Heidi Horten: jewelry collection worth millions will be auctioned

Worth $150 million
Her husband is considered a Nazi profiteer: Heidi Horten’s jewelry collection is auctioned off

Parts of this jewelery collection are to be auctioned off

© The Collection of Heidi Horten

Heidi Horten’s husband profited from dispossessed Jews and bought their companies. Now the jewelry from her estate is to be auctioned off.

The auction house Christie’s starts this week with the auction of the unique jewelery collection of the Austrian billionaire Heidi Horten – over which the shadow of the Nazi past of the German entrepreneur Helmut Horten lies. Hundreds of pieces of jewelry from the Horten collection will be auctioned, including “exceptional pieces” by jewelers such as Cartier, Harry Winston, Bulgari and Van Cleef & Arpels.
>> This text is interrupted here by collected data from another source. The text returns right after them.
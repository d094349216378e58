//! Service - wires stores, pipeline, heartbeat monitor, queue workers and
//! MQTT ingress under one shutdown token.

pub mod replay;

use anyhow::{Context, Result};
use std::sync::Arc;
use tokio::task::JoinHandle;
use tokio_util::sync::CancellationToken;
use tracing::{info, warn};

use crate::config::AppConfig;
use crate::heartbeat::HeartbeatMonitor;
use crate::ingress::run_mqtt_ingress;
use crate::live_state::LiveStateCache;
use crate::notification::{
    spawn_workers, AlertDeduplicator, NotificationDispatcher, NotificationQueue,
    NotificationReceiver, RealtimeHub, WebhookClient, WebhookSender, WorkerContext,
};
use crate::pipeline::IngestionPipeline;
use crate::store::{InMemoryStore, JsonlAuditStore, Stores};

pub use replay::{replay, ReplayFrame, ReplaySummary};

pub struct Service {
    config: AppConfig,
    stores: Stores,
    hub: Arc<RealtimeHub>,
    live: Arc<LiveStateCache>,
    alerts: Arc<AlertDeduplicator>,
    pipeline: Arc<IngestionPipeline>,
    monitor: Arc<HeartbeatMonitor>,
    receiver: Option<NotificationReceiver>,
    webhook: Arc<dyn WebhookSender>,
    dry_run: bool,
    shutdown: CancellationToken,
}

impl Service {
    pub fn new(config: AppConfig, stores: Stores, webhook: Arc<dyn WebhookSender>) -> Self {
        let hub = Arc::new(RealtimeHub::new(config.realtime_capacity));
        let (queue, receiver) = NotificationQueue::channel(config.queue.capacity);
        let dispatcher = Arc::new(NotificationDispatcher::new(hub.clone(), Arc::new(queue)));
        let live = Arc::new(LiveStateCache::new());
        let alerts = Arc::new(AlertDeduplicator::new(
            stores.alerts.clone(),
            dispatcher.clone(),
        ));
        let pipeline = Arc::new(
            IngestionPipeline::new(stores.clone(), live.clone(), alerts.clone(), dispatcher.clone())
                .with_thresholds(config.thresholds),
        );
        let monitor = Arc::new(HeartbeatMonitor::new(
            stores.devices.clone(),
            live.clone(),
            alerts.clone(),
            dispatcher,
            &config.heartbeat,
        ));

        Self {
            config,
            stores,
            hub,
            live,
            alerts,
            pipeline,
            monitor,
            receiver: Some(receiver),
            webhook,
            dry_run: false,
            shutdown: CancellationToken::new(),
        }
    }

    /// Build from configuration: in-memory stores seeded from the registry
    /// file, JSONL audit log when `audit_path` is set, HTTP webhooks.
    pub async fn from_config(config: AppConfig) -> Result<Self> {
        let store = match &config.registry_path {
            Some(path) => InMemoryStore::from_registry_file(path).await?,
            None => InMemoryStore::new(),
        };
        info!(devices = store.device_count().await, "Device registry loaded");

        let mut stores = Stores::in_memory(Arc::new(store));
        if let Some(path) = &config.audit_path {
            info!(path = %path.display(), "Writing audit log");
            stores = stores.with_audit(Arc::new(JsonlAuditStore::new(path)));
        }

        let webhook =
            WebhookClient::new(&config.webhook).context("Failed to create webhook client")?;
        Ok(Self::new(config, stores, Arc::new(webhook)))
    }

    /// Log webhooks instead of sending them
    pub fn with_dry_run(mut self, dry_run: bool) -> Self {
        self.dry_run = dry_run;
        self
    }

    pub fn config(&self) -> &AppConfig {
        &self.config
    }

    pub fn stores(&self) -> &Stores {
        &self.stores
    }

    pub fn hub(&self) -> &Arc<RealtimeHub> {
        &self.hub
    }

    pub fn live_state(&self) -> &Arc<LiveStateCache> {
        &self.live
    }

    pub fn alerts(&self) -> &Arc<AlertDeduplicator> {
        &self.alerts
    }

    pub fn pipeline(&self) -> &Arc<IngestionPipeline> {
        &self.pipeline
    }

    pub fn monitor(&self) -> &Arc<HeartbeatMonitor> {
        &self.monitor
    }

    pub fn shutdown_token(&self) -> CancellationToken {
        self.shutdown.clone()
    }

    /// Start the background notification workers. Only the first call
    /// starts anything.
    pub fn start_workers(&mut self) -> Vec<JoinHandle<()>> {
        let Some(receiver) = self.receiver.take() else {
            warn!("Notification workers already started");
            return Vec::new();
        };
        let context = WorkerContext {
            webhook: self.webhook.clone(),
            users: self.stores.users.clone(),
            audit: self.stores.audit.clone(),
            dry_run: self.dry_run,
        };
        spawn_workers(
            receiver,
            self.config.queue.workers,
            context,
            self.shutdown.clone(),
        )
    }

    /// Cancel every loop started by this service.
    pub fn shutdown(&self) {
        self.shutdown.cancel();
    }

    /// Run workers, heartbeat monitor and MQTT ingress until shutdown.
    pub async fn run(mut self) -> Result<()> {
        let mut handles = self.start_workers();

        handles.push(tokio::spawn(Arc::clone(&self.monitor).run(
            self.config.heartbeat.sweep_interval(),
            self.shutdown.clone(),
        )));
        handles.push(tokio::spawn(run_mqtt_ingress(
            self.config.mqtt.clone(),
            Arc::clone(&self.pipeline),
            self.shutdown.clone(),
        )));

        info!(
            broker = %self.config.mqtt.url,
            namespace = %self.config.mqtt.namespace,
            "Service running"
        );
        self.shutdown.cancelled().await;

        for handle in handles {
            if let Err(e) = handle.await {
                warn!(error = %e, "Service task ended abnormally");
            }
        }
        info!("Service stopped");
        Ok(())
    }
}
The value of the collection is estimated at more than 150 million dollars.

Heidi Horten died last year at the age of 81. She left a fortune of $2.9 billion, according to Forbes. Her former husband had been accused of profiting from the “Aryanization” of Jewish companies during the Nazi era.
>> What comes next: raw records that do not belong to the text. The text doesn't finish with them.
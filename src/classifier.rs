//! Stock event classifier - decides whether a reading is worth persisting
//!
//! The classifier is a pure function of `(previous log entry, current reading,
//! thresholds)`. It is expressed as an ordered list of [`Rule`]s; each rule is
//! a predicate over an immutable [`Snapshot`] plus an effect on the
//! [`Decision`]. Every rule is evaluated, later effects overwrite earlier ones.
//!
//! Rule order:
//! 1. first reading for the slot is always logged
//! 2. significant weight delta or a status/ingredient/slot change is logged
//! 3. impossible jump (|delta| above the sensor error bound) flags SENSOR_ERROR
//! 4. weight outside `[0, max_plausible_weight]` flags SENSOR_ERROR
//! 5. plausible increase above the restock bound tags RESTOCK
//! 6. plausible decrease above the batch usage bound tags BATCH_USAGE
//! 7. negative weight is never logged, whatever alert earlier rules set
//!
//! Rule 7 means a SENSOR_ERROR alert can be raised for a reading that is not
//! persisted. Both behaviors are kept.

use anyhow::{bail, Result};
use serde::{Deserialize, Serialize};

use crate::model::{AlertType, EventTag, IngredientLogEntry, SENSOR_ERROR_STATUS};

/// Numeric bounds used by the rules. Weights are in grams.
#[derive(Debug, Clone, Copy, PartialEq, Serialize, Deserialize)]
#[serde(default)]
pub struct Thresholds {
    pub sensor_error_delta_abs: f64,
    pub max_plausible_weight: f64,
    pub restock_delta_min: f64,
    pub batch_usage_delta_min: f64,
    pub significant_change_delta: f64,
}

impl Default for Thresholds {
    fn default() -> Self {
        Self {
            sensor_error_delta_abs: 10_000.0,
            max_plausible_weight: 20_000.0,
            restock_delta_min: 100.0,
            batch_usage_delta_min: 1_000.0,
            significant_change_delta: 10.0,
        }
    }
}

impl Thresholds {
    pub fn validate(&self) -> Result<()> {
        let all = [
            self.sensor_error_delta_abs,
            self.max_plausible_weight,
            self.restock_delta_min,
            self.batch_usage_delta_min,
            self.significant_change_delta,
        ];
        if all.iter().any(|v| !v.is_finite() || *v < 0.0) {
            bail!("classifier thresholds must be finite and non-negative");
        }
        if self.significant_change_delta > self.restock_delta_min
            || self.significant_change_delta > self.batch_usage_delta_min
        {
            bail!("significant_change_delta must not exceed the restock/batch usage bounds");
        }
        Ok(())
    }
}

/// One reading as seen by the classifier.
#[derive(Debug, Clone, PartialEq)]
pub struct Reading {
    pub slot_id: String,
    pub ingredient: String,
    pub weight: f64,
    pub status: String,
}

impl From<&IngredientLogEntry> for Reading {
    fn from(entry: &IngredientLogEntry) -> Self {
        Self {
            slot_id: entry.slot_id.clone(),
            ingredient: entry.ingredient.clone(),
            weight: entry.weight,
            status: entry.status.clone(),
        }
    }
}

/// Immutable input to every rule.
#[derive(Debug, Clone, Copy)]
pub struct Snapshot<'a> {
    pub previous: Option<&'a Reading>,
    pub current: &'a Reading,
    pub thresholds: &'a Thresholds,
}

impl Snapshot<'_> {
    /// `current - previous`, `None` for a first reading.
    pub fn delta(&self) -> Option<f64> {
        self.previous.map(|prev| self.current.weight - prev.weight)
    }

    fn in_plausible_range(&self) -> bool {
        self.current.weight >= 0.0 && self.current.weight <= self.thresholds.max_plausible_weight
    }

    /// Restock/usage tags only apply to readings that are not sensor errors.
    fn is_plausible(&self) -> bool {
        let jump_ok = self
            .delta()
            .map(|d| d.abs() <= self.thresholds.sensor_error_delta_abs)
            .unwrap_or(true);
        jump_ok && self.in_plausible_range()
    }

    fn identity_changed(&self) -> bool {
        match self.previous {
            None => false,
            Some(prev) => {
                prev.status != self.current.status
                    || prev.ingredient != self.current.ingredient
                    || prev.slot_id != self.current.slot_id
            }
        }
    }
}

/// Result of classifying one reading.
#[derive(Debug, Clone, PartialEq, Serialize)]
#[serde(rename_all = "camelCase")]
pub struct Decision {
    pub should_log: bool,
    pub logged_status: String,
    pub event_tag: Option<EventTag>,
    pub alert_type: Option<AlertType>,
    pub alert_details: Option<String>,
    /// Names of the rules whose predicate matched, in evaluation order
    pub matched_rules: Vec<&'static str>,
}

impl Decision {
    fn initial(current: &Reading) -> Self {
        Self {
            should_log: false,
            logged_status: current.status.clone(),
            event_tag: None,
            alert_type: None,
            alert_details: None,
            matched_rules: Vec::new(),
        }
    }
}

/// A predicate→effect pair.
#[derive(Clone, Copy)]
pub struct Rule {
    pub name: &'static str,
    pub applies: fn(&Snapshot<'_>) -> bool,
    pub effect: fn(&Snapshot<'_>, &mut Decision),
}

impl std::fmt::Debug for Rule {
    fn fmt(&self, f: &mut std::fmt::Formatter<'_>) -> std::fmt::Result {
        f.debug_struct("Rule").field("name", &self.name).finish()
    }
}

fn flag_sensor_error(decision: &mut Decision, details: String) {
    decision.should_log = true;
    decision.logged_status = SENSOR_ERROR_STATUS.to_string();
    decision.alert_type = Some(AlertType::SensorError);
    decision.alert_details = Some(details);
}

fn tag_event(decision: &mut Decision, tag: EventTag, details: String) {
    decision.should_log = true;
    decision.event_tag = Some(tag);
    decision.alert_type = Some(tag.into());
    decision.alert_details = Some(details);
}

fn is_first_reading(s: &Snapshot<'_>) -> bool {
    s.previous.is_none()
}

fn is_significant_change(s: &Snapshot<'_>) -> bool {
    let moved = s
        .delta()
        .map(|delta| delta.abs() > s.thresholds.significant_change_delta)
        .unwrap_or(false);
    moved || s.identity_changed()
}

fn is_impossible_jump(s: &Snapshot<'_>) -> bool {
    s.delta()
        .map(|delta| delta.abs() > s.thresholds.sensor_error_delta_abs)
        .unwrap_or(false)
}

fn is_implausible_weight(s: &Snapshot<'_>) -> bool {
    !s.in_plausible_range()
}

fn is_restock(s: &Snapshot<'_>) -> bool {
    s.is_plausible()
        && s.delta()
            .map(|delta| delta > s.thresholds.restock_delta_min)
            .unwrap_or(false)
}

fn is_batch_usage(s: &Snapshot<'_>) -> bool {
    s.is_plausible()
        && s.delta()
            .map(|delta| -delta > s.thresholds.batch_usage_delta_min)
            .unwrap_or(false)
}

fn is_negative_weight(s: &Snapshot<'_>) -> bool {
    s.current.weight < 0.0
}

fn mark_logged(_: &Snapshot<'_>, d: &mut Decision) {
    d.should_log = true;
}

fn mark_not_logged(_: &Snapshot<'_>, d: &mut Decision) {
    d.should_log = false;
}

fn flag_impossible_jump(s: &Snapshot<'_>, d: &mut Decision) {
    let prev = s.previous.map(|p| p.weight).unwrap_or_default();
    flag_sensor_error(
        d,
        format!("Weight jumped from {:.1}g to {:.1}g", prev, s.current.weight),
    );
}

fn flag_implausible_weight(s: &Snapshot<'_>, d: &mut Decision) {
    flag_sensor_error(
        d,
        format!(
            "Weight {:.1}g outside plausible range 0-{:.0}g",
            s.current.weight, s.thresholds.max_plausible_weight
        ),
    );
}

fn tag_restock(s: &Snapshot<'_>, d: &mut Decision) {
    let delta = s.delta().unwrap_or_default();
    tag_event(d, EventTag::Restock, format!("Restocked {:.1}g", delta));
}

fn tag_batch_usage(s: &Snapshot<'_>, d: &mut Decision) {
    let used = -s.delta().unwrap_or_default();
    tag_event(d, EventTag::BatchUsage, format!("Batch usage of {:.1}g", used));
}

/// Default rule set, in evaluation order.
pub const DEFAULT_RULES: &[Rule] = &[
    Rule {
        name: "first_reading",
        applies: is_first_reading,
        effect: mark_logged,
    },
    Rule {
        name: "significant_change",
        applies: is_significant_change,
        effect: mark_logged,
    },
    Rule {
        name: "impossible_jump",
        applies: is_impossible_jump,
        effect: flag_impossible_jump,
    },
    Rule {
        name: "implausible_weight",
        applies: is_implausible_weight,
        effect: flag_implausible_weight,
    },
    Rule {
        name: "restock",
        applies: is_restock,
        effect: tag_restock,
    },
    Rule {
        name: "batch_usage",
        applies: is_batch_usage,
        effect: tag_batch_usage,
    },
    Rule {
        name: "negative_weight_not_logged",
        applies: is_negative_weight,
        effect: mark_not_logged,
    },
];

/// Runs a rule list over readings.
#[derive(Debug, Clone)]
pub struct Classifier {
    thresholds: Thresholds,
    rules: &'static [Rule],
}

impl Classifier {
    pub fn new(thresholds: Thresholds) -> Self {
        Self {
            thresholds,
            rules: DEFAULT_RULES,
        }
    }

    pub fn classify(&self, previous: Option<&Reading>, current: &Reading) -> Decision {
        let snapshot = Snapshot {
            previous,
            current,
            thresholds: &self.thresholds,
        };
        let mut decision = Decision::initial(current);
        for rule in self.rules {
            if (rule.applies)(&snapshot) {
                decision.matched_rules.push(rule.name);
                (rule.effect)(&snapshot, &mut decision);
            }
        }
        decision
    }
}

impl Default for Classifier {
    fn default() -> Self {
        Self::new(Thresholds::default())
    }
}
According to a historian’s report commissioned by the Horten Foundation and published in January 2022, Helmut Horten, who died in Switzerland in 1987, was a member of the NSDAP for a long time. In 1936, three years after the Nazis seized power, he took over the textile department store Alsberg in Duisburg after its Jewish owners had fled. He later took over other businesses that had been owned by Jewish families.

Heidi Horten’s jewelry could be more valuable than Elizabeth Taylor’s

It is questionable how a 27-year-old could have taken over a large department store and whether he put pressure on the salespeople, the historians wrote. However, the giant among West German entrepreneurs remained silent about his activities in the years 1933 to 1945, which is why the image of an “unscrupulous profiteer” has persisted to this day.

Auction house Christie’s said on its website that Horten’s Nazi-era business practices, during which he acquired Jewish businesses sold under duress, were well documented. The necessary information is also contained in the sales documents. Christie’s CEO Guillaume Cerutti told AFP the decision to auction the collection was made after “careful consideration”.

The proceeds are to go to the Heidi Horten Foundation, which was founded in 2021. It will support an art collection, medical research, child welfare, and other philanthropic activities dear to the wealthy heiress.

From May 10th to 12th, 400 pieces from the Horten collection will be auctioned at the Geneva auction house. Additional jewels will be available for purchase online May 3-15 and November.

The auction could surpass previous records, such as those set by the 2011 auction of actress Elizabeth Taylor’s collection.